Automatic differentiation

1 August 1999

We want to calculate value f(t1,...,tn) that depends on parameters t1,...,tn. But, in addition, we want to calculate the first and possibly second derivatives of f(t1,...,tn) with respect to t1,...,tn. For example, we want to find the maximum or minimum of f(t1,...,tn) and want to use an optimisation method involving derivatives.

The aim of the automatic differentiation package is to allow us to calculate the derivates using a program that is just a minor modification of the program that calculates f. This greatly reduces the work involved and greatly increases the chances of getting the correct answer.

The present version of the automatic differentiation library is a concept testing version. It works, but is neither complete nor very efficient.

The general approach

At the beginning of the program you need to define the parameter set. Suppose you have three parameters: alpha, beta and gamma.

Then you define a parameter set object, PS, as follows.

ParameterSet PS;
PS.AddParameter("alpha");
PS.AddParameter("beta");
PS.AddParameter("gamma"); 

The parameter set holds the names of the parameters and is used for simplifying moving the values in and out of arrays, printing results and making sure the user doesn't confuse two different parameter sets.

Do not try to define the same parameter set twice as the program will not recognise these as the same parameter set. But you can copy parameter sets either with = or as a parameter in a function.

Now consider the calculation loops of the program. Suppose, following the convention of newmat09, you have Real variables alpha, beta and gamma. Then, you need to define corresponding ValueWithDerivatives objects (assuming you want just first derivatives)

Real alpha, beta, gamma;

... put values in alpha, beta and gamma

ValueWithDerivatives Alpha(PS, alpha, "alpha");
ValueWithDerivatives Beta(PS, beta, "beta");
ValueWithDerivatives Gamma(PS, gamma, "gamma");

If you also want second derivatives use ValueWithDerivatives2 objects.

Then write your program at though you were just calculating f, but use Alpha, Beta and Gamma in place of alpha, beta and gamma and declare any intermediate variables to be of type ValueWithDerivatives. But be careful not to use alpha when you mean to use Alpha.

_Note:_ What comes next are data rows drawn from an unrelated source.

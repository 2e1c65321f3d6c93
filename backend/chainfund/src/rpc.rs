//! Ethereum JSON-RPC client.
//!
//! ## Resilience
//!
//! * Reads (`eth_call`, receipts, logs, balances) are retried with
//!   exponential back-off, at most `max_retries` times, on transport failures
//!   (connection reset, timeout, HTTP 429/5xx) and the provider "limit
//!   exceeded" error.
//! * `eth_sendTransaction` is sent exactly once. A timeout or 5xx may arrive
//!   after the node accepted the transaction, and a resend would be a second
//!   transaction.
//! * Every other JSON-RPC error (execution reverted, invalid params, ...) is
//!   returned to the caller immediately.

use std::time::Duration;

use alloy_primitives::{Address, Bytes, B256, U256, U64};
use reqwest::Client;
use serde::de::DeserializeOwned;
use serde::Deserialize;
use serde_json::{json, Value};
use tracing::{debug, warn};

use crate::errors::{AppError, Result};

const MAX_BACKOFF_MS: u64 = 8_000;
const INITIAL_BACKOFF_MS: u64 = 250;
/// EIP-1474 "limit exceeded".
const LIMIT_EXCEEDED: i64 = -32005;

// ─────────────────────────────────────────────────────────
// JSON-RPC response shapes
// ─────────────────────────────────────────────────────────

#[derive(Debug, Deserialize)]
struct RpcResponse<T> {
    result: Option<T>,
    error: Option<RpcError>,
}

#[derive(Debug, Deserialize)]
struct RpcError {
    code: i64,
    message: String,
}

/// A log entry as returned by `eth_getLogs` and inside receipts.
#[derive(Debug, Clone, PartialEq, Eq, Deserialize)]
pub struct RpcLog {
    pub address: Address,
    pub topics: Vec<B256>,
    pub data: Bytes,
    #[serde(rename = "blockNumber", default)]
    pub block_number: Option<U64>,
    #[serde(rename = "transactionHash", default)]
    pub transaction_hash: Option<B256>,
}

#[derive(Debug, Clone, Deserialize)]
pub struct RpcReceipt {
    #[serde(rename = "transactionHash")]
    pub transaction_hash: B256,
    /// `0x1` on success, `0x0` when the transaction reverted.
    pub status: Option<U64>,
    #[serde(default)]
    pub logs: Vec<RpcLog>,
}

impl RpcReceipt {
    pub fn succeeded(&self) -> bool {
        self.status.map(|s| s == U64::from(1u64)).unwrap_or(false)
    }
}

/// Fields of an `eth_sendTransaction` request.
#[derive(Debug, Clone)]
pub struct TxRequest {
    pub from: Address,
    pub to: Address,
    pub data: Bytes,
    pub value: U256,
    pub gas: u64,
}

// ─────────────────────────────────────────────────────────
// Client
// ─────────────────────────────────────────────────────────

#[derive(Debug, Clone)]
pub struct RpcClient {
    client: Client,
    url: String,
    max_retries: u32,
}

impl RpcClient {
    pub fn new(client: Client, url: impl Into<String>, max_retries: u32) -> Self {
        Self {
            client,
            url: url.into(),
            max_retries,
        }
    }

    /// Issue one JSON-RPC request. `Ok(None)` means the node answered `null`.
    ///
    /// Transient failures are retried only when `retry` is set.
    async fn request<T: DeserializeOwned>(
        &self,
        method: &str,
        params: Value,
        retry: bool,
    ) -> Result<Option<T>> {
        let mut backoff = INITIAL_BACKOFF_MS;
        let mut attempt = 0u32;

        loop {
            let response = self
                .client
                .post(&self.url)
                .json(&json!({
                    "jsonrpc": "2.0",
                    "id": 1,
                    "method": method,
                    "params": params,
                }))
                .send()
                .await;

            let reason = match response {
                Err(e) if e.is_connect() || e.is_timeout() => e.to_string(),
                Err(e) => return Err(e.into()),
                Ok(resp) => {
                    let status = resp.status();
                    if status == reqwest::StatusCode::TOO_MANY_REQUESTS || status.is_server_error() {
                        format!("HTTP {status}")
                    } else {
                        let body: RpcResponse<T> = resp.json().await?;
                        match body.error {
                            Some(err) if err.code == LIMIT_EXCEEDED => {
                                format!("{} {}", err.code, err.message)
                            }
                            Some(err) => {
                                return Err(AppError::Rpc {
                                    code: err.code,
                                    message: err.message,
                                })
                            }
                            None => return Ok(body.result),
                        }
                    }
                }
            };

            if !retry {
                return Err(AppError::Rpc {
                    code: 0,
                    message: format!("{method} failed, not resent: {reason}"),
                });
            }
            if attempt >= self.max_retries {
                return Err(AppError::Rpc {
                    code: 0,
                    message: format!("{method} gave up after {attempt} retries: {reason}"),
                });
            }
            warn!("{method} failed (retry in {backoff}ms): {reason}");
            tokio::time::sleep(Duration::from_millis(backoff)).await;
            backoff = (backoff * 2).min(MAX_BACKOFF_MS);
            attempt += 1;
        }
    }

    async fn request_some<T: DeserializeOwned>(&self, method: &str, params: Value, retry: bool) -> Result<T> {
        self.request(method, params, retry)
            .await?
            .ok_or_else(|| AppError::Decode(format!("empty result from {method}")))
    }

    /// `eth_call` against the latest block.
    pub async fn call(&self, to: Address, data: Bytes) -> Result<Bytes> {
        self.request_some("eth_call", json!([{ "to": to, "data": data }, "latest"]), true)
            .await
    }

    /// `eth_sendTransaction`; the node signs with an unlocked `from` account.
    pub async fn send_transaction(&self, tx: &TxRequest) -> Result<B256> {
        self.request_some(
            "eth_sendTransaction",
            json!([{
                "from": tx.from,
                "to": tx.to,
                "data": tx.data,
                "value": tx.value,
                "gas": U64::from(tx.gas),
            }]),
            false,
        )
        .await
    }

    /// `eth_getTransactionReceipt`; `None` while the transaction is pending.
    pub async fn transaction_receipt(&self, hash: B256) -> Result<Option<RpcReceipt>> {
        self.request("eth_getTransactionReceipt", json!([hash]), true)
            .await
    }

    /// `eth_getLogs` for one contract.
    pub async fn get_logs(&self, address: Address, from_block: u64) -> Result<Vec<RpcLog>> {
        let logs: Vec<RpcLog> = self
            .request_some("eth_getLogs", json!([logs_filter(address, from_block)]), true)
            .await?;
        debug!("Fetched {} logs from block {from_block}", logs.len());
        Ok(logs)
    }

    /// `eth_getBalance` at the latest block, in wei.
    pub async fn get_balance(&self, address: Address) -> Result<U256> {
        self.request_some("eth_getBalance", json!([address, "latest"]), true)
            .await
    }
}

/// Every event of one contract from `from_block` on; callers filter by topic
/// after decoding.
fn logs_filter(address: Address, from_block: u64) -> Value {
    json!({
        "address": address,
        "fromBlock": U64::from(from_block),
        "toBlock": "latest",
    })
}

// ─────────────────────────────────────────────────────────
// Unit tests
// ─────────────────────────────────────────────────────────
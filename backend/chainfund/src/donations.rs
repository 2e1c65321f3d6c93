//! Donations: sending `backProject`, tracking the transaction and the
//! aggregate queries built on confirmed donations.

use std::collections::HashMap;
use std::str::FromStr;
use std::sync::Arc;

use alloy_primitives::{B256, U256};
use serde::{Deserialize, Serialize};
use sqlx::SqlitePool;
use tracing::{info, warn};

use crate::config::Config;
use crate::contract::{ProjectReader, ProjectWriter};
use crate::db;
use crate::errors::{AppError, Result};
use crate::models::{
    parse_address, parse_eth, to_eth, Campaign, Donation, DonationStats, DonationStatus,
    DonationView, DonationWithCampaign, TopDonor,
};
use crate::reconcile::ReconciliationService;

#[derive(Debug, Clone, Deserialize)]
pub struct DonateRequest {
    pub from: String,
    pub amount_eth: String,
}

#[derive(Debug, Clone, Default, Deserialize)]
pub struct PageQuery {
    pub limit: Option<usize>,
    pub offset: Option<usize>,
}

#[derive(Debug, Clone)]
pub struct DonationOutcome {
    pub donation: Donation,
    /// The campaign after the donation was reconciled.
    pub campaign: Campaign,
}

/// Tally of one [`DonationService::resolve_pending`] sweep.
#[derive(Debug, Clone, Default, PartialEq, Eq, Serialize)]
pub struct PendingResolution {
    pub confirmed: usize,
    pub failed: usize,
    /// Not mined yet, or the lookup failed.
    pub still_pending: usize,
}

#[derive(Debug, Clone, PartialEq, Eq, Serialize)]
pub struct ProjectDonationSummary {
    pub project_id: i64,
    pub total_eth: String,
    pub donor_count: i64,
    /// Set when the caller asked about a specific donor.
    #[serde(skip_serializing_if = "Option::is_none")]
    pub has_donated: Option<bool>,
}

#[derive(Debug, Clone, PartialEq, Eq, Serialize)]
pub struct DonorSummary {
    pub address: String,
    pub total_eth: String,
    pub campaigns_supported: i64,
}

/// Sum confirmed amounts per donor and return the `limit` biggest.
pub fn rank_donors(amounts: Vec<(String, U256)>, limit: usize) -> Vec<TopDonor> {
    let mut totals: HashMap<String, U256> = HashMap::new();
    for (donor, amount) in amounts {
        let total = totals.entry(donor).or_insert(U256::ZERO);
        *total = total.saturating_add(amount);
    }

    let mut ranked: Vec<(String, U256)> = totals.into_iter().collect();
    ranked.sort_by(|a, b| b.1.cmp(&a.1).then_with(|| a.0.cmp(&b.0)));
    ranked
        .into_iter()
        .take(limit)
        .map(|(address, total)| TopDonor {
            address,
            total_eth: to_eth(total),
        })
        .collect()
}

pub fn summarize(amounts: &[(String, U256)]) -> DonationStats {
    let total = amounts
        .iter()
        .fold(U256::ZERO, |acc, (_, a)| acc.saturating_add(*a));
    let count = amounts.len() as u64;
    let average = if count == 0 {
        U256::ZERO
    } else {
        total / U256::from(count)
    };
    let mut donors: Vec<&str> = amounts.iter().map(|(d, _)| d.as_str()).collect();
    donors.sort_unstable();
    donors.dedup();

    DonationStats {
        total_donations: count,
        total_eth: to_eth(total),
        average_eth: to_eth(average),
        unique_donors: donors.len() as u64,
    }
}

#[derive(Clone)]
pub struct DonationService {
    pool: SqlitePool,
    config: Arc<Config>,
    reader: Arc<dyn ProjectReader>,
    writer: Arc<dyn ProjectWriter>,
    reconciler: ReconciliationService,
}

impl DonationService {
    pub fn new(
        pool: SqlitePool,
        config: Arc<Config>,
        reader: Arc<dyn ProjectReader>,
        writer: Arc<dyn ProjectWriter>,
        reconciler: ReconciliationService,
    ) -> Self {
        Self {
            pool,
            config,
            reader,
            writer,
            reconciler,
        }
    }

    /// Back a campaign and wait for the transaction to settle.
    ///
    /// The donation row is written as pending as soon as the transaction
    /// hash is known. A reverted transaction marks it failed; a receipt
    /// timeout leaves it pending for [`Self::resolve_pending`] to settle.
    pub async fn donate(&self, project_id: i64, req: &DonateRequest, now: i64) -> Result<DonationOutcome> {
        if let Err(e) = self.resolve_pending(now).await {
            warn!("Could not settle pending donations: {e}");
        }

        let (from, donor) = parse_address(&req.from)?;
        let amount = parse_eth(&req.amount_eth)?;
        if amount.is_zero() {
            return Err(AppError::Validation("donation must be positive".to_string()));
        }
        if amount < self.config.limits.min_donation {
            return Err(AppError::Validation(format!(
                "minimum donation is {} ETH",
                to_eth(self.config.limits.min_donation)
            )));
        }

        let campaign = db::get_campaign(&self.pool, project_id)
            .await?
            .ok_or_else(|| AppError::NotFound(format!("campaign {project_id}")))?;
        if campaign.status.is_terminal() {
            return Err(AppError::Validation(format!(
                "campaign {project_id} is {}",
                campaign.status
            )));
        }
        if now >= campaign.expires_at {
            return Err(AppError::Validation(format!("campaign {project_id} has expired")));
        }
        let id = u64::try_from(project_id)
            .map_err(|_| AppError::Validation(format!("invalid project id {project_id}")))?;

        let tx_hash = self.writer.send_back_project(from, id, amount).await?;
        let hash = tx_hash.to_string();
        let mut donation = db::insert_donation(
            &self.pool,
            project_id,
            &donor,
            amount,
            &hash,
            DonationStatus::Pending,
            now,
        )
        .await?;

        let receipt = match self.writer.wait_for_receipt(tx_hash).await {
            Ok(receipt) => receipt,
            Err(e) => {
                warn!("Donation {hash} to campaign {project_id} left pending: {e}");
                return Err(e);
            }
        };
        if !receipt.success {
            db::set_donation_status(&self.pool, &hash, DonationStatus::Failed).await?;
            warn!("Donation {hash} to campaign {project_id} reverted");
            return Err(AppError::Reverted(hash));
        }
        let campaign = self.record_confirmed(&donation, now).await?;
        donation.status = DonationStatus::Confirmed;
        Ok(DonationOutcome { donation, campaign })
    }

    /// Look up the receipt of every pending donation once and settle the
    /// ones that have been mined.
    pub async fn resolve_pending(&self, now: i64) -> Result<PendingResolution> {
        let mut tally = PendingResolution::default();

        for donation in db::pending_donations(&self.pool).await? {
            let hash = &donation.transaction_hash;
            let receipt = match B256::from_str(hash) {
                Ok(tx_hash) => self.writer.receipt(tx_hash).await,
                Err(_) => Err(AppError::Decode(format!("bad transaction hash '{hash}'"))),
            };
            match receipt {
                Ok(Some(r)) if r.success => {
                    self.record_confirmed(&donation, now).await?;
                    tally.confirmed += 1;
                }
                Ok(Some(_)) => {
                    db::set_donation_status(&self.pool, hash, DonationStatus::Failed).await?;
                    warn!("Pending donation {hash} reverted");
                    tally.failed += 1;
                }
                Ok(None) => tally.still_pending += 1,
                Err(e) => {
                    warn!("Receipt lookup for pending donation {hash} failed: {e}");
                    tally.still_pending += 1;
                }
            }
        }

        if tally.confirmed + tally.failed > 0 {
            info!(
                "Settled pending donations: {} confirmed, {} failed, {} still pending",
                tally.confirmed, tally.failed, tally.still_pending
            );
        }
        Ok(tally)
    }

    /// Mark a mined donation confirmed, refresh the campaign's raised amount
    /// and reconcile it.
    async fn record_confirmed(&self, donation: &Donation, now: i64) -> Result<Campaign> {
        let project_id = donation.project_id;
        let hash = &donation.transaction_hash;
        db::set_donation_status(&self.pool, hash, DonationStatus::Confirmed).await?;
        info!(
            "Donation of {} ETH to campaign {project_id} confirmed ({hash})",
            to_eth(donation.amount)
        );

        let chain = match u64::try_from(project_id) {
            Ok(id) => self.reader.get_project(id).await,
            Err(_) => Err(AppError::Validation(format!("invalid project id {project_id}"))),
        };
        match chain {
            Ok(project) => db::set_raised_amount(&self.pool, project_id, project.raised).await?,
            Err(e) => {
                warn!("Could not refresh raised amount of campaign {project_id}, incrementing cache: {e}");
                db::add_raised_amount(&self.pool, project_id, donation.amount).await?;
            }
        }

        self.reconciler
            .reconcile_campaign(project_id, now)
            .await?
            .ok_or_else(|| AppError::NotFound(format!("campaign {project_id}")))
    }

    pub async fn for_project(&self, project_id: i64, page: &PageQuery) -> Result<Vec<DonationView>> {
        let (limit, offset) = self.page(page);
        let donations = db::donations_by_project(&self.pool, project_id, limit, offset).await?;
        Ok(donations.iter().map(DonationView::from).collect())
    }

    pub async fn for_donor(&self, address: &str, page: &PageQuery) -> Result<Vec<DonationWithCampaign>> {
        let (_, donor) = parse_address(address)?;
        let (limit, offset) = self.page(page);
        db::donations_by_donor(&self.pool, &donor, limit, offset).await
    }

    pub async fn get(&self, id: i64) -> Result<DonationWithCampaign> {
        db::get_donation(&self.pool, id)
            .await?
            .ok_or_else(|| AppError::NotFound(format!("donation {id}")))
    }

    pub async fn project_summary(&self, project_id: i64, donor: Option<&str>) -> Result<ProjectDonationSummary> {
        let has_donated = match donor {
            Some(raw) => {
                let (_, donor) = parse_address(raw)?;
                Some(db::has_donated(&self.pool, project_id, &donor).await?)
            }
            None => None,
        };
        Ok(ProjectDonationSummary {
            project_id,
            total_eth: to_eth(db::total_for_project(&self.pool, project_id).await?),
            donor_count: db::donor_count_for_project(&self.pool, project_id).await?,
            has_donated,
        })
    }

    pub async fn donor_summary(&self, address: &str) -> Result<DonorSummary> {
        let (_, donor) = parse_address(address)?;
        Ok(DonorSummary {
            total_eth: to_eth(db::total_for_donor(&self.pool, &donor).await?),
            campaigns_supported: db::project_count_for_donor(&self.pool, &donor).await?,
            address: donor,
        })
    }

    pub async fn top_donors(&self, limit: Option<usize>) -> Result<Vec<TopDonor>> {
        let amounts = db::confirmed_amounts(&self.pool).await?;
        Ok(rank_donors(amounts, limit.unwrap_or(10).max(1)))
    }

    pub async fn stats(&self) -> Result<DonationStats> {
        Ok(summarize(&db::confirmed_amounts(&self.pool).await?))
    }

    fn page(&self, page: &PageQuery) -> (i64, i64) {
        let limit = page
            .limit
            .unwrap_or(self.config.limits.items_per_page)
            .max(1);
        let offset = page.offset.unwrap_or(0);
        (
            i64::try_from(limit).unwrap_or(i64::MAX),
            i64::try_from(offset).unwrap_or(0),
        )
    }
}
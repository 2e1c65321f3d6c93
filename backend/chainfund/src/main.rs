//! ChainFund backend entry point.
//!
//! Serves the campaign REST API. Every read of campaign state first
//! reconciles the SQLite cache with the crowdfunding contract, and every
//! write goes through the contract before it is mirrored locally.

mod api;
mod campaigns;
mod config;
mod contract;
mod db;
mod donations;
mod errors;
mod models;
mod reconcile;
mod rpc;
mod status;
mod users;

#[cfg(test)]
mod testutil;

use std::sync::Arc;

use axum::{
    routing::{get, post},
    Router,
};
use reqwest::Client;
use tower_http::cors::CorsLayer;
use tower_http::trace::TraceLayer;
use tracing::info;
use tracing_subscriber::EnvFilter;

use campaigns::CampaignService;
use config::Config;
use contract::CrowdfundContract;
use db::SqliteStore;
use donations::DonationService;
use reconcile::ReconciliationService;
use rpc::RpcClient;

#[tokio::main]
async fn main() -> anyhow::Result<()> {
    // Initialise structured logging (RUST_LOG controls verbosity).
    tracing_subscriber::fmt()
        .with_env_filter(EnvFilter::from_default_env())
        .init();

    // Load optional .env file (ignored if missing).
    let _ = dotenvy::dotenv();

    let config = Arc::new(Config::from_env().map_err(|e| anyhow::anyhow!("{e}"))?);
    info!(
        "Using contract {} on chain {} via {}",
        config.contract_address, config.chain_id, config.rpc_url
    );

    // Set up the SQLite connection pool and run migrations.
    let pool = db::init_pool(&config.database_url).await?;

    let client = Client::builder()
        .timeout(std::time::Duration::from_secs(30))
        .build()?;
    let rpc = RpcClient::new(client, config.rpc_url.clone(), config.rpc_max_retries);
    let contract = Arc::new(CrowdfundContract::new(rpc, &config));

    let store = Arc::new(SqliteStore::new(pool.clone()));
    let reconciler = ReconciliationService::new(store, contract.clone());

    let api_state = Arc::new(api::ApiState {
        pool: pool.clone(),
        config: config.clone(),
        campaigns: CampaignService::new(
            pool.clone(),
            config.clone(),
            contract.clone(),
            contract.clone(),
            reconciler.clone(),
        ),
        donations: DonationService::new(
            pool,
            config.clone(),
            contract.clone(),
            contract.clone(),
            reconciler,
        ),
        contract,
    });

    let app = Router::new()
        .route("/health", get(api::health))
        .route(
            "/campaigns",
            get(api::list_campaigns).post(api::create_campaign),
        )
        .route("/campaigns/stats", get(api::campaign_stats))
        .route(
            "/campaigns/:id",
            get(api::get_campaign)
                .patch(api::update_campaign)
                .delete(api::delete_campaign),
        )
        .route("/campaigns/:id/status", get(api::campaign_status))
        .route("/campaigns/:id/payout", post(api::pay_out_campaign))
        .route("/campaigns/:id/events", get(api::campaign_events))
        .route("/campaigns/:id/backers", get(api::campaign_backers))
        .route(
            "/campaigns/:id/donations",
            get(api::campaign_donations).post(api::donate),
        )
        .route(
            "/campaigns/:id/donations/summary",
            get(api::campaign_donation_summary),
        )
        .route("/donations/top", get(api::top_donors))
        .route("/donations/stats", get(api::donation_stats))
        .route("/donations/pending/resolve", post(api::resolve_pending))
        .route("/donations/:id", get(api::get_donation))
        .route("/donors/:address/donations", get(api::donor_donations))
        .route("/donors/:address/summary", get(api::donor_summary))
        .route("/users/:address", get(api::get_user))
        .route("/users/:address/nonce", post(api::issue_nonce))
        .route("/users/:address/nonce/rotate", post(api::rotate_nonce))
        .route("/balances/:address", get(api::balance))
        .route("/contract/balance", get(api::contract_balance))
        .route("/contract/stats", get(api::contract_stats))
        .layer(CorsLayer::permissive())
        .layer(TraceLayer::new_for_http())
        .with_state(api_state);

    let addr = format!("0.0.0.0:{}", config.api_port);
    info!("API listening on http://{addr}");

    let listener = tokio::net::TcpListener::bind(&addr).await?;
    axum::serve(listener, app).await?;

    Ok(())
}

Then both the value and the derivatives can be extracted from the result of your calculation.

At present you can use the following operators and functions with ValueWithDerivatives and ValueWithDerivatives2 objects: =, +, -, *, /, +=, -=, *=, /=, pow, exp, log, sin, cos, tan.

You must not add parameters to the parameter set after you have defined ValueWithDerivatives or ValueWithDerivatives2 objects based on it.

The classes and functions

ParameterSet

ParameterSet();

the main constructor.

int AddParameter(const String& name);

add another parameter to the set.

int LocateParameter(const String& name) const;

find the index number of a parameter (the first one has value 1).

String& operator()(int i) const;

find the name corresponding to an index.

int Size() const;

the number of parameters.

friend bool operator==(const ParameterSet& ps1, const ParameterSet& ps2);

check that two parameter sets are copies of the same set.

friend bool operator!=(const ParameterSet& ps1, const ParameterSet& ps2);

check that two parameter sets are not copies of the same set.

friend void AssertEqual(const ParameterSet& ps1, const ParameterSet& ps2);

throw an exception if two parameter sets are not copies of the same set.

ValueWithDerivatives

ValueWithDerivatives(const ParameterSet& ps);

construct a ValueWithDerivatives object with parameter set ps and value zero.

ValueWithDerivatives(const ParameterSet& ps, Real v, const RowVector& d);

construct a ValueWithDerivatives object with parameter set ps and value v, derivatives d.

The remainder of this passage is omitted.